If we sum the Gaussian curvature at all points and all faces and add to this the sum of the exterior angles around the entire boundary, we should get the Euler characteristic.

One proof is by attaching exterior faces, Barycentrically dividing each face into triangles and assigning all face curvature to the barycenter, also adding a point inside each edge to make its turning into an exterior angle, then proving the reduced result for closed surfaces made of triangles with all curvature concentrated at points. (We can also just as well blow points up into faces to move all curvature into faces)

But I’ll just spell it out directly in full complexity:

On each face, we have that the sum of its oriented edges’ turns, plus the sum of its external angles (i.e., 1/2 - its internal angles), plus the face’s Gauss curvature, is 1.

On each internal vertex, we have that the sum of its internal angles, plus its Gauss curvature, is 1. On each border vertex, we have that the sum of its internal angles, plus its external angle, is 1/2.

Adding these together over all faces and all vertices, every internal edge is double counted with both orientations and cancels out.
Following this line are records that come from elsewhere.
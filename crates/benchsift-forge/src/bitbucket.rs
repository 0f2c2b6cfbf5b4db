//! Bitbucket Cloud: REST pages, diffstat per PR, issues and diffs.

use async_trait::async_trait;
use benchsift_core::{
    Author, BenchsiftError, ChangeKind, ChangedFile, LinkedIssue, PullRequestCandidate,
};
use chrono::{DateTime, Utc};
use serde::Deserialize;
use tokio::sync::OnceCell;

use crate::http::HttpClient;
use crate::kind::{ForgeKind, RepoSlug};
use crate::refs::IssueRefExtractor;
use crate::{CandidatePage, DiffService, Forge};

const API: &str = "https://api.bitbucket.org/2.0";
const JSON: &str = "application/json";

/// Bitbucket forge client.
///
/// Bitbucket has no closing-issue links, so candidates come back with no
/// linked issues; the batch layer resolves references from the PR body.
pub struct BitbucketForge {
    slug: RepoSlug,
    http: HttpClient,
    refs: IssueRefExtractor,
    language: OnceCell<Option<String>>,
}

impl BitbucketForge {
    /// Client for `slug`.
    ///
    /// # Errors
    ///
    /// Returns [`BenchsiftError::Config`] if the issue-reference pattern fails to compile.
    pub fn new(slug: RepoSlug, http: HttpClient) -> Result<Self, BenchsiftError> {
        Ok(Self {
            slug,
            http,
            refs: IssueRefExtractor::new(ForgeKind::Bitbucket.host())?,
            language: OnceCell::new(),
        })
    }

    fn repo_url(&self) -> String {
        format!("{API}/repositories/{}", self.slug.full_name())
    }

    async fn primary_language(&self) -> Option<String> {
        self.language
            .get_or_init(|| async {
                match self.http.get_json::<BbRepository>(&self.repo_url(), JSON).await {
                    Ok(repo) => repo.language.filter(|l| !l.is_empty()),
                    Err(e) => {
                        tracing::debug!(error = %e, "failed to fetch repository language");
                        None
                    }
                }
            })
            .await
            .clone()
    }

    async fn diffstat(&self, url: &str) -> Result<Vec<ChangedFile>, BenchsiftError> {
        let mut files = Vec::new();
        let mut next = Some(url.to_string());
        while let Some(url) = next {
            let page: BbPage<BbDiffStat> = self.http.get_json(&url, JSON).await?;
            files.extend(page.values.into_iter().filter_map(changed_file));
            next = page.next;
        }
        Ok(files)
    }
}

#[async_trait]
impl Forge for BitbucketForge {
    fn kind(&self) -> ForgeKind {
        ForgeKind::Bitbucket
    }

    async fn fetch_page(
        &self,
        cursor: Option<&str>,
        page_size: usize,
    ) -> Result<CandidatePage, BenchsiftError> {
        // Bitbucket cursors are full `next` URLs.
        let url = match cursor {
            Some(next) => next.to_string(),
            None => format!(
                "{}/pullrequests?state=MERGED&sort=-created_on&pagelen={page_size}",
                self.repo_url()
            ),
        };
        let page: BbPage<BbPullRequest> = self.http.get_json(&url, JSON).await?;

        let mut candidates = Vec::with_capacity(page.values.len());
        for pr in page.values {
            let files = match pr.links.diffstat.as_ref() {
                Some(link) => self.diffstat(&link.href).await.unwrap_or_else(|e| {
                    tracing::warn!(pr = pr.id, error = %e, "failed to fetch diffstat");
                    Vec::new()
                }),
                None => Vec::new(),
            };
            if let Some(candidate) = candidate_from_pr(pr, files) {
                candidates.push(candidate);
            }
        }

        Ok(CandidatePage {
            candidates,
            next_cursor: page.next,
            primary_language: self.primary_language().await,
        })
    }

    async fn fetch_issue(&self, number: u64) -> Result<Option<LinkedIssue>, BenchsiftError> {
        let url = format!("{}/issues/{number}", self.repo_url());
        let issue: BbIssue = match self.http.get_json(&url, JSON).await {
            Ok(issue) => issue,
            Err(BenchsiftError::Network { message, .. }) if message.starts_with("HTTP 404") => {
                return Ok(None)
            }
            Err(e) => return Err(e),
        };
        Ok(Some(LinkedIssue {
            number: issue.id,
            title: issue.title,
            body: issue.content.and_then(|c| c.raw).unwrap_or_default(),
            state: issue.state.to_ascii_lowercase(),
            is_pull_request: false,
        }))
    }

    fn extract_issue_refs(&self, text: &str) -> Vec<u64> {
        self.refs.extract(text)
    }
}

#[async_trait]
impl DiffService for BitbucketForge {
    async fn fetch_diff(&self, base: &str, head: &str) -> Result<String, BenchsiftError> {
        // Bitbucket's spec is `<source>..<destination>`.
        let url = format!("{}/diff/{head}..{base}", self.repo_url());
        let diff = self.http.get_text(&url, "text/plain").await?;
        if diff.trim().is_empty() {
            return Err(BenchsiftError::PatchUnavailable {
                base: base.into(),
                head: head.into(),
            });
        }
        Ok(diff)
    }
}

#[derive(Debug, Deserialize)]
struct BbPage<T> {
    #[serde(default = "Vec::new")]
    values: Vec<T>,
    next: Option<String>,
}

#[derive(Debug, Deserialize)]
struct BbRepository {
    language: Option<String>,
}

#[derive(Debug, Deserialize)]
struct BbPullRequest {
    id: u64,
    #[serde(default)]
    title: String,
    description: Option<String>,
    author: Option<BbAccount>,
    source: BbEndpoint,
    destination: BbEndpoint,
    created_on: DateTime<Utc>,
    closed_on: Option<DateTime<Utc>>,
    updated_on: Option<DateTime<Utc>>,
    #[serde(default)]
    links: BbLinks,
}

#[derive(Debug, Deserialize)]
struct BbAccount {
    display_name: Option<String>,
    nickname: Option<String>,
    #[serde(rename = "type", default)]
    kind: String,
}

#[derive(Debug, Deserialize)]
struct BbEndpoint {
    commit: Option<BbCommit>,
}

#[derive(Debug, Deserialize)]
struct BbCommit {
    hash: String,
}

#[derive(Debug, Default, Deserialize)]
struct BbLinks {
    diffstat: Option<BbHref>,
}

#[derive(Debug, Deserialize)]
struct BbHref {
    href: String,
}

#[derive(Debug, Deserialize)]
struct BbDiffStat {
    #[serde(default)]
    status: String,
    #[serde(default)]
    lines_added: u64,
    #[serde(default)]
    lines_removed: u64,
    old: Option<BbPath>,
    new: Option<BbPath>,
}

#[derive(Debug, Deserialize)]
struct BbPath {
    path: String,
}

#[derive(Debug, Deserialize)]
struct BbIssue {
    id: u64,
    #[serde(default)]
    title: String,
    content: Option<BbContent>,
    #[serde(default)]
    state: String,
}

#[derive(Debug, Deserialize)]
struct BbContent {
    raw: Option<String>,
}

fn changed_file(stat: BbDiffStat) -> Option<ChangedFile> {
    let path = stat.new.or(stat.old)?.path;
    Some(ChangedFile {
        path,
        change: ChangeKind::from_forge(&stat.status),
        additions: stat.lines_added,
        deletions: stat.lines_removed,
    })
}

fn candidate_from_pr(pr: BbPullRequest, files: Vec<ChangedFile>) -> Option<PullRequestCandidate> {
    let merged_at = pr.closed_on.or(pr.updated_on)?;
    let author = pr.author.map_or_else(
        || Author {
            login: String::new(),
            is_bot: false,
        },
        |a| Author {
            is_bot: a.kind == "app_user",
            login: a.nickname.or(a.display_name).unwrap_or_default(),
        },
    );
    Some(PullRequestCandidate {
        number: pr.id,
        title: pr.title,
        body: pr.description.unwrap_or_default(),
        author,
        created_at: pr.created_on,
        merged_at,
        base_sha: pr.destination.commit.map(|c| c.hash).unwrap_or_default(),
        head_sha: pr.source.commit.map(|c| c.hash).unwrap_or_default(),
        files,
        linked_issues: Vec::new(),
    })
}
Every internal angle is double counted with opposite signs and cancels out. We get that the sum of face Gauss curvature, internal point Gauss curvature, boundary external angles, boundary edges’ turns, and half the sum of “face-lengths”, is F + V_{internal} + V_{border}/2.

Face length is number of angles in a face; equivalently, the number of edges in the face. Adding this up over all faces, we double count all internal edges, but single count border edges. So half the sum of “face-lengths” is E_{internal} + E_{border}/2.

Thus, we’ve demonstrated that the sum of face Gauss curvature, internal point Gauss curvature, boundary external angles, and boundary edges’ turns is F + V_{internal} + V_{border}/2 - E_{internal} - E_{border}/2.

This differs from Euler characteristic by half of the difference between V_{border} and E_{border}. But there are the same number of vertices and edges on the boundary, so this difference is zero, so we’re done.

Euler characteristic involves a simple contribution for points, edges, and faces.

Gaussian curvature makes contributions for faces and internal points.

The remaining geodesic curvature of the boundary makes contributions for border points and border edges.

It’s interesting that we can do the accounting in this different way. We don’t have internal edges contribute at all, and change the contribution of a point based on whether it is internal or external, which is to say, we change their contributions based on whether we do or don’t include faces next to them, and in all cases the actual contribution is a different value than before, but still we get the same total.

We can define the Gaussian curvature of a large region as just the sums of these contributions from the faces and internal points within it. This is easiest to discuss if Gaussian curvature never concentrates at a point, in which case, this is a straightforwardly additive function on regions, and we’ve just proved above that this additive function is equal to the difference between Euler characteristic and border geodesic curvature; thus, that this difference is additive.

None of the above discusses Gaussian curvature in the explicit sense as the determinant of the shape operator, but the relationship between that and turning number in the infinitesimal region around a point should be straightforward.